Developing primate conservation projects, particularly for great apes, can contribute toward the long-term health of forests and to carbon sequestration schemes, scientists contend.

Ian Redmond, a tropical field biologist and conservationist, said primates and other fruit-eating animals were crucial to forests because of their role in seed dispersal.

“Fruit-eating animals have been long known to play a very important role in the life cycle of tropical forests, with between 75 to 95 percent of tree species having their seeds dispersed by such animals,” he said.

But that key role, he warned, is in jeopardy because of human activity.

“I feel that we have to turn that around. I know that the only populations of great apes that are known to be increasing are the two tiny populations of mountain gorillas who got down to fewer than 300 each,” Redmond said.

“Other gorillas, chimpanzees, bonobos, orangutans, gibbons are all declining.”

He is pushing for efforts to save the animals to be included in schemes to reduce carbon emissions through deforestation and forest degradation, known as REDD Plus. That way, he says, money for these projects can also go toward primate conservation schemes.

“Conservation is not an optional extra that you might add on if it’s convenient,” Redmond said.

“It’s integral [to REDD Plus]. If you want to have permanence in your forest carbon store, you need the animals as well as the plants.”

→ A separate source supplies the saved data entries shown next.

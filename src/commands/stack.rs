use std::collections::BTreeSet;
use std::time::Duration;

use peresvet::controller::{ControllerState, StartOutcome, StopReport};
use peresvet::module::ModuleKind;

use super::service::{print_started, print_stopped};
use super::App;
use crate::output::{self, out_error, out_info, out_success, out_warn, Columns};

const SUPERVISE_INTERVAL: Duration = Duration::from_secs(5);

pub(crate) async fn cmd_start(app: &App) -> anyhow::Result<()> {
    match app.controller.start().await? {
        StartOutcome::Started(topology) => {
            out_success!("Stack running: {}", output::brand_bold(topology.describe()));
            print_endpoints(app);
        }
        StartOutcome::AlreadyRunning => out_info!("Stack is already running"),
        StartOutcome::Idle => {
            out_warn!("Neither Apache nor Nginx is enabled, nothing to start");
            out_info!("Enable one with {}", output::muted("peresvet enable apache"));
        }
    }
    Ok(())
}

pub(crate) async fn cmd_stop(app: &App, reap: bool, keep_services: bool) -> anyhow::Result<()> {
    let report = app.controller.stop().await?;
    print_stop_report(&report);
    if !keep_services {
        print_stopped(&app.services.stop_running().await);
    }

    if reap {
        cmd_reap(app).await?;
    }
    Ok(())
}

pub(crate) async fn cmd_restart(app: &App) -> anyhow::Result<()> {
    out_info!("Restarting stack...");
    match app.controller.restart().await? {
        StartOutcome::Started(topology) => {
            out_success!("Stack running: {}", output::brand_bold(topology.describe()));
            print_endpoints(app);
        }
        StartOutcome::AlreadyRunning => out_info!("Stack is already running"),
        StartOutcome::Idle => out_warn!("Neither Apache nor Nginx is enabled, stack stays stopped"),
    }
    Ok(())
}

pub(crate) async fn cmd_status(app: &App) -> anyhow::Result<()> {
    let status = app.controller.status().await;

    let state = match status.state {
        ControllerState::Running => output::success(status.state.as_str()).to_string(),
        ControllerState::Failed => output::error(status.state.as_str()).to_string(),
        other => output::muted(other.as_str()).to_string(),
    };
    println!("{} {}", output::brand_bold("Stack:"), state);
    if status.state == ControllerState::Running {
        println!("{} {}", output::brand_bold("Topology:"), status.topology.describe());
    }
    if let Some(error) = &status.last_error {
        println!("{} {}", output::brand_bold("Last error:"), output::error(error));
    }

    if !status.components.is_empty() {
        println!();
        let mut table = Columns::new().header(["Component", "Version", "PID", "State"]);
        for component in &status.components {
            table = table.row([
                component.kind.to_string(),
                component.version.clone(),
                component.pid.map(|p| p.to_string()).unwrap_or_else(|| "-".to_string()),
                running_label(component.running),
            ]);
        }
        table.print();
    }

    println!();
    let mut table = Columns::new().header(["Service", "Version", "Enabled", "State"]);
    for service in app.services.list()? {
        table = table.row([
            service.kind.to_string(),
            service.version.unwrap_or_else(|| "latest".to_string()),
            if service.enabled { "yes" } else { "no" }.to_string(),
            match service.pid {
                Some(pid) => format!("{} (pid {})", running_label(true), pid),
                None => running_label(false),
            },
        ]);
    }
    table.print();
    Ok(())
}

/// Start the stack and enabled services, then watch the components until
/// Ctrl+C and stop everything on the way out.
pub(crate) async fn cmd_run(app: &App) -> anyhow::Result<()> {
    let started = app.controller.start().await?;
    let services = app.services.start_enabled().await?;
    print_started(&services);

    match started {
        StartOutcome::Idle if services.is_empty() => {
            out_warn!("Neither Apache nor Nginx is enabled, nothing to supervise");
            return Ok(());
        }
        StartOutcome::Idle => out_info!("No web server enabled, supervising services only"),
        StartOutcome::AlreadyRunning => out_info!("Supervising the running stack"),
        StartOutcome::Started(topology) => {
            out_success!("Stack running: {}", output::brand_bold(topology.describe()));
            print_endpoints(app);
        }
    }
    out_info!("{}", output::muted("Press Ctrl+C to stop"));

    let mut interval = tokio::time::interval(SUPERVISE_INTERVAL);
    let mut reported: BTreeSet<ModuleKind> = BTreeSet::new();
    let ctrl_c = tokio::signal::ctrl_c();
    tokio::pin!(ctrl_c);

    loop {
        tokio::select! {
            result = &mut ctrl_c => {
                if let Err(e) = result {
                    tracing::warn!(error = %e, "Failed to listen for Ctrl+C");
                }
                break;
            }
            _ = interval.tick() => {
                let status = app.controller.status().await;
                for component in status.components.iter().filter(|c| !c.running) {
                    if reported.insert(component.kind) {
                        out_error!("{} exited, see {}", component.kind,
                            app.layout.component_log_path(component.kind).display());
                    }
                }
            }
        }
    }

    println!();
    out_info!("Stopping stack...");
    let report = app.controller.stop().await?;
    print_stop_report(&report);
    print_stopped(&app.services.stop_running().await);
    Ok(())
}

/// Start the stack and enabled services, only when autostart is on.
pub(crate) async fn cmd_boot(app: &App) -> anyhow::Result<()> {
    let preferences = app.preferences.load()?;
    if !preferences.run_startup {
        out_info!(
            "Autostart is off, turn it on with {}",
            output::muted("peresvet autostart on")
        );
        return Ok(());
    }

    let web = app.controller.start().await;
    print_started(&app.services.start_enabled().await?);

    match web? {
        StartOutcome::Started(topology) => {
            out_success!("Stack running: {}", output::brand_bold(topology.describe()));
            print_endpoints(app);
        }
        StartOutcome::AlreadyRunning => out_info!("Stack is already running"),
        StartOutcome::Idle => out_info!("No web server enabled"),
    }
    Ok(())
}

pub(crate) async fn cmd_reap(app: &App) -> anyhow::Result<()> {
    let reaped = app.controller.reap_orphans().await?;
    let total: usize = reaped.iter().map(|(_, n)| n).sum();
    if total == 0 {
        out_info!("No orphaned server processes");
    }
    for (kind, count) in reaped.into_iter().filter(|(_, n)| *n > 0) {
        out_success!("Killed {} orphaned {} process(es)", count, kind);
    }
    Ok(())
}

pub(crate) fn cmd_logs(app: &App, lines: usize) -> anyhow::Result<()> {
    let entries = app.events.tail(lines);
    if entries.is_empty() {
        out_info!("No events recorded in {}", app.events.path().display());
    }
    for line in entries {
        println!("{}", line);
    }
    Ok(())
}

fn print_stop_report(report: &StopReport) {
    if report.stopped.is_empty() && report.is_clean() {
        out_info!("Stack is not running");
        return;
    }
    for kind in &report.stopped {
        out_success!("{} stopped", kind);
    }
    for (kind, reason) in &report.failures {
        out_error!("{}: {}", kind, reason);
    }
    if !report.is_clean() {
        out_warn!(
            "Some processes may still be running, {} kills them by name",
            output::muted("peresvet reap")
        );
    }
}

fn print_endpoints(app: &App) {
    let port = app.layout.ports.public;
    let url = if port == 80 {
        "http://localhost".to_string()
    } else {
        format!("http://localhost:{}", port)
    };
    out_info!("Serving {} from {}", output::brand_bold(url), app.layout.sites_dir().display());
}

fn running_label(running: bool) -> String {
    if running {
        output::success("running").to_string()
    } else {
        output::muted("stopped").to_string()
    }
}
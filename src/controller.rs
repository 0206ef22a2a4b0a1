//! Web stack supervision: resolves the topology from preferences, starts the
//! adapters in dependency order and tears them down in reverse.

use serde::Serialize;
use std::fmt;
use std::ops::{Deref, DerefMut};
use std::sync::{Arc, Mutex};

use crate::adapters::{
    AdapterContext, ApacheServer, NginxServer, PhpRuntime, ServiceAdapter, StopStatus,
};
use crate::error::{PanelError, Result};
use crate::fsutil::FileLock;
use crate::module::ModuleKind;
use crate::preferences::PreferenceStore;
use crate::registry::ModuleRegistry;
use crate::session::SessionStore;
use crate::topology::{StackPlan, Topology};

const STACK: &str = "stack";

#[derive(Debug, Clone, Copy, PartialEq, Eq, Serialize)]
#[serde(rename_all = "lowercase")]
pub enum ControllerState {
    Stopped,
    Starting,
    Running,
    Stopping,
    Failed,
}

impl ControllerState {
    pub fn as_str(&self) -> &'static str {
        match self {
            ControllerState::Stopped => "stopped",
            ControllerState::Starting => "starting",
            ControllerState::Running => "running",
            ControllerState::Stopping => "stopping",
            ControllerState::Failed => "failed",
        }
    }

    pub fn is_idle(&self) -> bool {
        matches!(self, ControllerState::Stopped | ControllerState::Failed)
    }
}

impl fmt::Display for ControllerState {
    fn fmt(&self, f: &mut fmt::Formatter<'_>) -> fmt::Result {
        f.write_str(self.as_str())
    }
}

#[derive(Debug, Clone, Copy, PartialEq, Eq)]
pub enum StartOutcome {
    Started(Topology),
    AlreadyRunning,
    /// Neither web server is enabled.
    Idle,
}

#[derive(Debug, Clone, Default, PartialEq, Eq)]
pub struct StopReport {
    pub stopped: Vec<ModuleKind>,
    pub failures: Vec<(ModuleKind, String)>,
}

impl StopReport {
    pub fn is_clean(&self) -> bool {
        self.failures.is_empty()
    }
}

#[derive(Debug, Clone, PartialEq, Eq, Serialize)]
pub struct ComponentStatus {
    pub kind: ModuleKind,
    pub version: String,
    pub pid: Option<u32>,
    pub running: bool,
}

#[derive(Debug, Clone, PartialEq, Eq, Serialize)]
pub struct ControllerStatus {
    pub state: ControllerState,
    pub topology: Topology,
    pub components: Vec<ComponentStatus>,
    pub last_error: Option<String>,
}

struct StateCell {
    state: ControllerState,
    last_error: Option<String>,
}

/// What the current or last transition brought up.
struct Stack {
    plan: StackPlan,
    adapters: Vec<Box<dyn ServiceAdapter>>,
}

/// Exclusive access to the stack for one transition: the in-process mutex
/// plus `userdata/stack.lock` for other invocations on the same installation.
struct StackGuard<'a> {
    stack: tokio::sync::MutexGuard<'a, Stack>,
    _file: FileLock,
}

impl Deref for StackGuard<'_> {
    type Target = Stack;

    fn deref(&self) -> &Stack {
        &self.stack
    }
}

impl DerefMut for StackGuard<'_> {
    fn deref_mut(&mut self) -> &mut Stack {
        &mut self.stack
    }
}

pub struct TopologyController {
    ctx: AdapterContext,
    preferences: Arc<PreferenceStore>,
    session: SessionStore,
    cell: Mutex<StateCell>,
    stack: tokio::sync::Mutex<Stack>,
}

impl TopologyController {
    pub fn new(ctx: AdapterContext, preferences: Arc<PreferenceStore>) -> Self {
        let session = SessionStore::new(ctx.layout.session_path());
        Self {
            ctx,
            preferences,
            session,
            cell: Mutex::new(StateCell {
                state: ControllerState::Stopped,
                last_error: None,
            }),
            stack: tokio::sync::Mutex::new(Stack {
                plan: StackPlan::idle(),
                adapters: Vec::new(),
            }),
        }
    }

    pub fn state(&self) -> ControllerState {
        self.cell().state
    }

    fn cell(&self) -> std::sync::MutexGuard<'_, StateCell> {
        self.cell.lock().unwrap_or_else(|e| e.into_inner())
    }

    fn set_state(&self, state: ControllerState) {
        tracing::debug!(%state, "Stack state");
        self.cell().state = state;
    }

    fn fail(&self, err: &PanelError) {
        self.ctx
            .events
            .error(err.component().map_or(STACK.to_string(), |k| k.to_string()), err.to_string());
        let mut cell = self.cell();
        cell.state = ControllerState::Failed;
        cell.last_error = Some(err.to_string());
    }

    /// Take the stack for a transition and adopt whatever another invocation
    /// left running since this controller last looked.
    fn lock_stack(&self) -> Result<StackGuard<'_>> {
        let stack = self
            .stack
            .try_lock()
            .map_err(|_| PanelError::TransitionInProgress)?;
        let Some(file) = FileLock::try_acquire(&self.ctx.layout.stack_lock_path())? else {
            tracing::debug!("Stack lock held by another invocation");
            return Err(PanelError::TransitionInProgress);
        };
        let mut guard = StackGuard { stack, _file: file };
        self.adopt_session(&mut guard)?;
        Ok(guard)
    }

    /// Adapter set of a plan in launch order: PHP, Apache, Nginx.
    fn build_adapters(&self, plan: &StackPlan) -> Result<Vec<Box<dyn ServiceAdapter>>> {
        let Some(php) = plan.php.clone() else {
            return Ok(Vec::new());
        };

        let mut adapters: Vec<Box<dyn ServiceAdapter>> = Vec::new();
        for kind in plan.topology.launch_order() {
            let adapter: Box<dyn ServiceAdapter> = match kind {
                ModuleKind::Php => Box::new(PhpRuntime::new(self.ctx.clone(), php.clone())?),
                ModuleKind::Apache => {
                    let install = plan.apache.clone().ok_or(PanelError::MissingDependency {
                        module: kind,
                        detail: "no installed version selected".to_string(),
                    })?;
                    Box::new(ApacheServer::new(
                        self.ctx.clone(),
                        plan.topology,
                        install,
                        php.clone(),
                    )?)
                }
                _ => {
                    let install = plan.nginx.clone().ok_or(PanelError::MissingDependency {
                        module: kind,
                        detail: "no installed version selected".to_string(),
                    })?;
                    Box::new(NginxServer::new(
                        self.ctx.clone(),
                        plan.topology,
                        install,
                        php.clone(),
                    )?)
                }
            };
            adapters.push(adapter);
        }
        Ok(adapters)
    }

    fn resolve_plan(&self) -> Result<StackPlan> {
        let preferences = self.preferences.load()?;
        let registry = ModuleRegistry::scan(&self.ctx.layout)?;
        StackPlan::resolve(&preferences, &registry)
    }

    pub async fn start(&self) -> Result<StartOutcome> {
        let mut stack = self.lock_stack()?;
        self.start_locked(&mut stack).await
    }

    pub async fn stop(&self) -> Result<StopReport> {
        let mut stack = self.lock_stack()?;
        Ok(self.stop_locked(&mut stack).await)
    }

    /// Stop and start again without letting another transition in between.
    pub async fn restart(&self) -> Result<StartOutcome> {
        let mut stack = self.lock_stack()?;
        let report = self.stop_locked(&mut stack).await;
        for (kind, reason) in &report.failures {
            tracing::warn!(component = %kind, %reason, "Stop failure during restart");
        }
        self.start_locked(&mut stack).await
    }

    async fn start_locked(&self, stack: &mut Stack) -> Result<StartOutcome> {
        let previous = self.state();
        if previous == ControllerState::Running {
            tracing::info!("Stack already running");
            return Ok(StartOutcome::AlreadyRunning);
        }

        self.set_state(ControllerState::Starting);

        let prepared = self
            .resolve_plan()
            .and_then(|plan| self.build_adapters(&plan).map(|adapters| (plan, adapters)));
        let (plan, adapters) = match prepared {
            Ok(prepared) => prepared,
            Err(e) => {
                self.ctx.events.error(
                    e.component().map_or(STACK.to_string(), |k| k.to_string()),
                    e.to_string(),
                );
                let mut cell = self.cell();
                cell.state = previous;
                cell.last_error = Some(e.to_string());
                return Err(e);
            }
        };

        if plan.topology == Topology::None {
            self.set_state(previous);
            self.ctx.events.info(STACK, "no web server enabled, nothing to start");
            return Ok(StartOutcome::Idle);
        }

        self.ctx
            .events
            .info(STACK, format!("starting {} topology", plan.topology));

        let mut started: Vec<&dyn ServiceAdapter> = Vec::new();
        for adapter in &adapters {
            match adapter.start().await {
                Ok(_) => started.push(adapter.as_ref()),
                Err(e) => {
                    for done in started.iter().rev() {
                        if let Err(stop_err) = done.stop().await {
                            tracing::warn!(component = %done.kind(), error = %stop_err, "Rollback stop failed");
                        }
                    }
                    let err = PanelError::StartupFailed {
                        started: started.iter().map(|a| a.kind()).collect(),
                        failed: adapter.kind(),
                        reason: e.to_string(),
                    };
                    self.fail(&err);
                    stack.plan = StackPlan::idle();
                    stack.adapters.clear();
                    if let Err(e) = self.session.clear() {
                        tracing::warn!(error = %e, "Failed to clear session record");
                    }
                    return Err(err);
                }
            }
        }

        if let Err(e) = self.session.save(&plan) {
            tracing::warn!(error = %e, "Failed to save session record");
        }
        self.ctx
            .events
            .info(STACK, format!("running ({})", plan.topology.describe()));

        let topology = plan.topology;
        stack.plan = plan;
        stack.adapters = adapters;
        {
            let mut cell = self.cell();
            cell.state = ControllerState::Running;
            cell.last_error = None;
        }
        Ok(StartOutcome::Started(topology))
    }

    async fn stop_locked(&self, stack: &mut Stack) -> StopReport {
        let mut report = StopReport::default();
        if self.state().is_idle() {
            return report;
        }

        self.set_state(ControllerState::Stopping);
        self.ctx.events.info(STACK, "stopping");

        for adapter in stack.adapters.iter().rev() {
            match adapter.stop().await {
                Ok(StopStatus::Stopped) => report.stopped.push(adapter.kind()),
                Ok(StopStatus::NotRunning) => {}
                Err(e) => report.failures.push((adapter.kind(), e.to_string())),
            }
        }

        stack.adapters.clear();
        stack.plan = StackPlan::idle();
        if let Err(e) = self.session.clear() {
            tracing::warn!(error = %e, "Failed to clear session record");
        }

        self.set_state(ControllerState::Stopped);
        self.ctx.events.info(STACK, "stopped");
        report
    }

    /// Rebuild the running stack of a previous invocation from its session record.
    pub async fn recover(&self) -> Result<ControllerState> {
        let _stack = self.lock_stack()?;
        Ok(self.state())
    }

    fn adopt_session(&self, stack: &mut Stack) -> Result<()> {
        if !self.state().is_idle() {
            return Ok(());
        }

        let Some(session) = self.session.load() else {
            return Ok(());
        };

        let adapters = match self.build_adapters(&session.plan) {
            Ok(adapters) => adapters,
            Err(e) => {
                tracing::warn!(error = %e, "Cannot rebuild previous session");
                self.session.clear()?;
                return Ok(());
            }
        };

        if adapters.iter().any(|a| a.is_running()) {
            tracing::info!(topology = %session.plan.topology, "Recovered running stack");
            stack.plan = session.plan;
            stack.adapters = adapters;
            self.set_state(ControllerState::Running);
        } else {
            tracing::debug!("Previous session is no longer running");
            self.session.clear()?;
        }
        Ok(())
    }

    /// Kill leftover php-cgi, httpd and nginx processes by name.
    pub async fn reap_orphans(&self) -> Result<Vec<(ModuleKind, usize)>> {
        let _stack = self.lock_stack()?;
        let state = self.state();
        if !state.is_idle() {
            return Err(PanelError::InvalidState {
                action: "reap orphans",
                state,
            });
        }

        let mut reaped = Vec::new();
        for kind in [ModuleKind::Php, ModuleKind::Apache, ModuleKind::Nginx] {
            let killed = self
                .ctx
                .runner
                .kill_by_name(kind, kind.executable_name())
                .await?;
            self.ctx.records.remove(kind)?;
            if killed > 0 {
                self.ctx
                    .events
                    .warn(kind, format!("reaped {} orphan process(es)", killed));
            }
            reaped.push((kind, killed));
        }
        self.session.clear()?;
        Ok(reaped)
    }

    pub async fn status(&self) -> ControllerStatus {
        let (state, last_error) = {
            let cell = self.cell();
            (cell.state, cell.last_error.clone())
        };

        let Ok(stack) = self.stack.try_lock() else {
            return ControllerStatus {
                state,
                topology: Topology::None,
                components: Vec::new(),
                last_error,
            };
        };

        let components = stack
            .adapters
            .iter()
            .map(|adapter| {
                let handle = adapter.handle();
                ComponentStatus {
                    kind: adapter.kind(),
                    version: adapter.version().to_string(),
                    pid: handle.map(|h| h.pid),
                    running: adapter.is_running(),
                }
            })
            .collect();

        ControllerStatus {
            state,
            topology: stack.plan.topology,
            components,
            last_error,
        }
    }
}
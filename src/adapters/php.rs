use async_trait::async_trait;
use std::path::{Path, PathBuf};

use super::{AdapterContext, ServiceAdapter, StartStatus, StopStatus, TrackedProcess};
use crate::configurator::php_fastcgi_address;
use crate::error::{PanelError, Result};
use crate::module::{ModuleKind, PhpBinding};
use crate::runner::{LaunchSpec, ProcessHandle};

const INI_TEMPLATES: [&str; 2] = ["php.ini-development", "php.ini-production"];

/// `php-cgi` bound to the shared FastCGI loopback address.
pub struct PhpRuntime {
    binding: PhpBinding,
    ini_path: PathBuf,
    process: TrackedProcess,
}

impl PhpRuntime {
    /// Provisions `php.ini` from the bundled templates when the install has none.
    pub fn new(ctx: AdapterContext, binding: PhpBinding) -> Result<Self> {
        let ini_path = provision_ini(&binding.install.root)?;
        Ok(Self {
            binding,
            ini_path,
            process: TrackedProcess::new(ModuleKind::Php, ctx),
        })
    }

    pub fn ini_path(&self) -> &Path {
        &self.ini_path
    }

    fn launch_spec(&self) -> LaunchSpec {
        let root = &self.binding.install.root;
        LaunchSpec::new(
            ModuleKind::Php,
            ModuleKind::Php.locate_executable(root),
            self.process.log_sink(),
        )
        .args(["-b".to_string(), php_fastcgi_address()])
        .arg("-c")
        .arg(self.ini_path.display().to_string())
        .env("PHP_FCGI_MAX_REQUESTS", "0")
        .working_dir(root)
    }
}

fn provision_ini(root: &Path) -> Result<PathBuf> {
    let ini_path = root.join("php.ini");
    if ini_path.is_file() {
        return Ok(ini_path);
    }

    let template = INI_TEMPLATES
        .iter()
        .map(|name| root.join(name))
        .find(|path| path.is_file())
        .ok_or_else(|| PanelError::MissingDependency {
            module: ModuleKind::Php,
            detail: format!(
                "no php.ini, {} or {} in {}",
                INI_TEMPLATES[0],
                INI_TEMPLATES[1],
                root.display()
            ),
        })?;

    std::fs::copy(&template, &ini_path)?;
    tracing::info!(from = %template.display(), to = %ini_path.display(), "Provisioned php.ini");
    Ok(ini_path)
}

#[async_trait]
impl ServiceAdapter for PhpRuntime {
    fn kind(&self) -> ModuleKind {
        ModuleKind::Php
    }

    fn version(&self) -> &str {
        &self.binding.install.version
    }

    async fn start(&self) -> Result<StartStatus> {
        self.process.launch(self.launch_spec()).await
    }

    async fn stop(&self) -> Result<StopStatus> {
        self.process.stop().await
    }

    async fn reap_orphans(&self) -> Result<usize> {
        self.process
            .reap(&[ModuleKind::Php.executable_name()])
            .await
    }

    fn is_running(&self) -> bool {
        self.process.is_running()
    }

    fn handle(&self) -> Option<ProcessHandle> {
        self.process.handle()
    }
}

He said Indonesia was one of the countries that was best placed to push these efforts because it was home to the endangered orangutan, the only great ape species in Asia.

Others species such as chimpanzees, gorillas and bonobos are only found in Africa.

“The hope is that there will be a realization that forests are not just an ornamental part of our planet, but that they are integral to the function of our biosphere and future survival,” Redmond said. ”

Laura D’Arcy, the Zoological Society of London’s co-country coordinator in Indonesia, said these efforts could start with preserving peat forests for their high carbon content.

“This would benefit orangutans who prefer these habitats compared to tropical forests on mineral soil, because the high water level in peatlands allows flowers and fruit to be available all year long for orangutans,” she said.

Eleven of 17 active REDD projects being carried out in Indonesia are in peat swamp forests. D’Arcy said this was a “win-win” situation for apes and humans alike because of the high value of carbon that could be offset for emissions caused by the conversion of forests to palm oil plantations elsewhere.

“Peat swamp forests have low-yield production of palm oil, reducing the cost of carbon emissions required in areas with high density,” she said.

“But that’s bad news for more high-yield, mineral soils, which are more biodiverse than peat forests.”